Em entrevista a Breno Altman, cartunista falou sobre questões de gênero, as dificuldades de fazer humor durante a pandemia e Bolsonaro

Por Camila Alvarenga, no Opera Mundi

No programa 20Minutos desta sexta-feira (12/03), o jornalista Breno Altman entrevistou a cartunista Laerte Coutinho, que falou sobre a transgeneridade no país, tema que vem conquistando espaço nas discussões sobre gênero e sexualidade. Para a artista, há uma percepção com “limitação” no que se refere aos gêneros, prevalecendo uma “ideia binária” do que é ser homem ou mulher, como se fossem as “únicas duas possibilidades” que existem dentro da sociedade.
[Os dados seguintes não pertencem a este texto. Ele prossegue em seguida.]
//! API wrapper for talking to the X server using x11rb
use crate::{
    bar::{Marker, Segment},
    config::ColorScheme,
    core::bindings::{ButtonSpec, KeyCode, ModMask},
    pure::{
        geometry::{Point, Rect},
        SizeHints,
    },
    x::{
        event::{
            ButtonEvent, ConfigureEvent, ConfigureRequestEvent, CrossingEvent, ExposeEvent,
            PropertyEvent, StateChangeEvent, XEvent,
        },
        Atom, PointerShape, WindowAttributes, WmState, XConn, EWMH_SUPPORTED_ATOMS,
    },
    Color, Error, Result, Xid,
};
use std::{
    cell::{Cell, RefCell},
    collections::{HashMap, VecDeque},
};
use strum::IntoEnumIterator;
use tracing::{debug, error, warn};
use x11rb::{
    connection::{Connection, RequestConnection},
    properties::{WmHints, WmSizeHints},
    protocol::{
        xinerama::{self, ConnectionExt as _},
        xproto::{
            AtomEnum, ButtonIndex, ChangeGCAux, ChangeWindowAttributesAux, Char2b,
            ClientMessageEvent, CloseDown, ConfigWindow, ConfigureNotifyEvent,
            ConfigureWindowAux, ConnectionExt as _, CreateGCAux, CreateWindowAux, EventMask,
            Fontable, Gcontext, GrabMode, GrabStatus, InputFocus, MapState, Mapping,
            ModMask as XModMask, NotifyDetail, NotifyMode, PropMode, Property, Rectangle,
            StackMode, Window, WindowClass, CONFIGURE_NOTIFY_EVENT,
        },
        ErrorKind, Event,
    },
    rust_connection::RustConnection,
    wrapper::ConnectionExt as _,
    COPY_DEPTH_FROM_PARENT, CURRENT_TIME, NONE,
};

// Cursor font glyph indices (X11/cursorfont.h)
const XC_LEFT_PTR: u16 = 68;
const XC_SIZING: u16 = 120;
const XC_FLEUR: u16 = 52;

const XK_NUM_LOCK: u32 = 0xff7f;

fn root_event_mask() -> EventMask {
    EventMask::SUBSTRUCTURE_REDIRECT
        | EventMask::SUBSTRUCTURE_NOTIFY
        | EventMask::BUTTON_PRESS
        | EventMask::ENTER_WINDOW
        | EventMask::LEAVE_WINDOW
        | EventMask::STRUCTURE_NOTIFY
        | EventMask::PROPERTY_CHANGE
}

fn client_event_mask() -> EventMask {
    EventMask::ENTER_WINDOW
        | EventMask::FOCUS_CHANGE
        | EventMask::PROPERTY_CHANGE
        | EventMask::STRUCTURE_NOTIFY
}

fn button_mask() -> EventMask {
    EventMask::BUTTON_PRESS | EventMask::BUTTON_RELEASE
}

fn mouse_mask() -> EventMask {
    button_mask() | EventMask::POINTER_MOTION
}

fn button_index(n: u8) -> ButtonIndex {
    match n {
        1 => ButtonIndex::M1,
        2 => ButtonIndex::M2,
        3 => ButtonIndex::M3,
        4 => ButtonIndex::M4,
        5 => ButtonIndex::M5,
        _ => ButtonIndex::ANY,
    }
}

struct Font {
    id: Fontable,
    ascent: i16,
    height: u32,
}

struct Cursors {
    normal: u32,
    moving: u32,
    sizing: u32,
}
pub(crate) fn handle_configure_request<X: XConn>(
    state: &mut State,
    x: &X,
    ev: &ConfigureRequestEvent,
) -> Result<()> {
    if !state.client_set.contains(ev.id) {
        x.configure_unmanaged(ev)?;
        return x.sync();
    }

    let cs = &mut state.client_set;
    let mon = cs.monitor_of(ev.id).expect("client is managed");
    let (screen, arranges, visible) = {
        let m = &cs.monitors()[mon];
        (
            m.screen(),
            m.selected_view().layout().arranges(),
            m.selected_view().contains(ev.id),
        )
    };

    if let Some(bw) = ev.border_width {
        cs.client_mut(ev.id).expect("client is managed").bw = bw;
    } else if !arranges || cs.client(ev.id).expect("client is managed").is_floating() {
        let c = cs.client_mut(ev.id).expect("client is managed");
        let floating = c.is_floating;
        // requested coordinates are interpreted relative to the monitor
        if let Some(cx) = ev.x {
            c.rect.x = screen.x + cx;
        }
        if let Some(cy) = ev.y {
            c.rect.y = screen.y + cy;
        }
        if let Some(w) = ev.w {
            c.rect.w = w;
        }
        if let Some(h) = ev.h {
            c.rect.h = h;
        }
        if c.rect.right() > screen.right() && floating {
            c.rect.x = screen.x + (screen.w as i32 / 2 - c.rect.w as i32 / 2);
        }
        if c.rect.bottom() > screen.bottom() && floating {
            c.rect.y = screen.y + (screen.h as i32 / 2 - c.rect.h as i32 / 2);
        }

        let moved_only = (ev.x.is_some() || ev.y.is_some()) && ev.w.is_none() && ev.h.is_none();
        let (rect, bw) = (c.rect, c.bw);
        if moved_only {
            x.send_configure_notify(ev.id, rect, bw)?;
        }
        if visible {
            x.position_client(ev.id, rect, bw)?;
        }
    } else {
        // tiled clients get a synthetic notify restating current geometry
        let c = cs.client(ev.id).expect("client is managed");
        x.send_configure_notify(ev.id, c.rect(), c.border_width())?;
    }

    x.sync()
}

pub(crate) fn handle_destroy<X: XConn>(state: &mut State, x: &X, id: Xid) -> Result<()> {
    if state.client_set.contains(id) {
        unmanage(state, x, id, true)?;
    }

    Ok(())
}

pub(crate) fn handle_unmap_notify<X: XConn>(state: &mut State, x: &X, id: Xid) -> Result<()> {
    if state.client_set.contains(id) {
        unmanage(state, x, id, false)?;
    }

    Ok(())
}

pub(crate) fn handle_enter<X: XConn>(state: &mut State, x: &X, ev: CrossingEvent) -> Result<()> {
    if !(ev.is_root || ev.normal) {
        return Ok(());
    }

    let mon = win_to_monitor(state, x, ev.id)?;
    if mon != state.client_set.selected_monitor_index() {
        if let Some(sel) = state.client_set.focused_client() {
            unfocus(state, x, sel, true)?;
        }
        state.client_set.set_selected_monitor(mon);
    }

    let target = state.client_set.contains(ev.id).then_some(ev.id);
    focus(state, x, target)
}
“Ser mulher não é uma coisa só. Ser mulher é, também, uma construção cultural perfeitamente habitável. Não tem nada que impeça qualquer pessoa de ser mulher. Mas ser mulher também parte de uma ideia binária, de que ser homem ou mulher são as únicas duas possibilidades, o que eu acho muito limitado. Existem pessoas que fazem questão de não estar nem num ponto, nem no outro”, disse.

Ser uma mulher transgênero foi rever qual era esse ponto de início. Foi em 2009 que ela se assumiu travesti e depois transgênero, aos 58 anos, já com dois filhos e netos. A idade pode parecer um obstáculo a mais para os que veem de fora, mas ela defendeu que não necessariamente a vida teria sido mais fácil se ela tivesse se assumido jovem.

“Se eu tivesse me assumido homossexual quando percebi que era, nos anos 60, teria tido vários problemas. O que teria sido da minha vida? Teria me exposto à AIDS, por exemplo? Teria trabalhado onde trabalhei?”, questionou.

Ter se assumido mais tarde, porém, veio com suas dificuldades. Uma delas, o tratamento pronominal. Apesar de afirmar que há muito tempo já não tem mais problemas com pessoas tratando-a no masculino, seus amigos próximos e parentes às vezes ainda a tratam no masculino.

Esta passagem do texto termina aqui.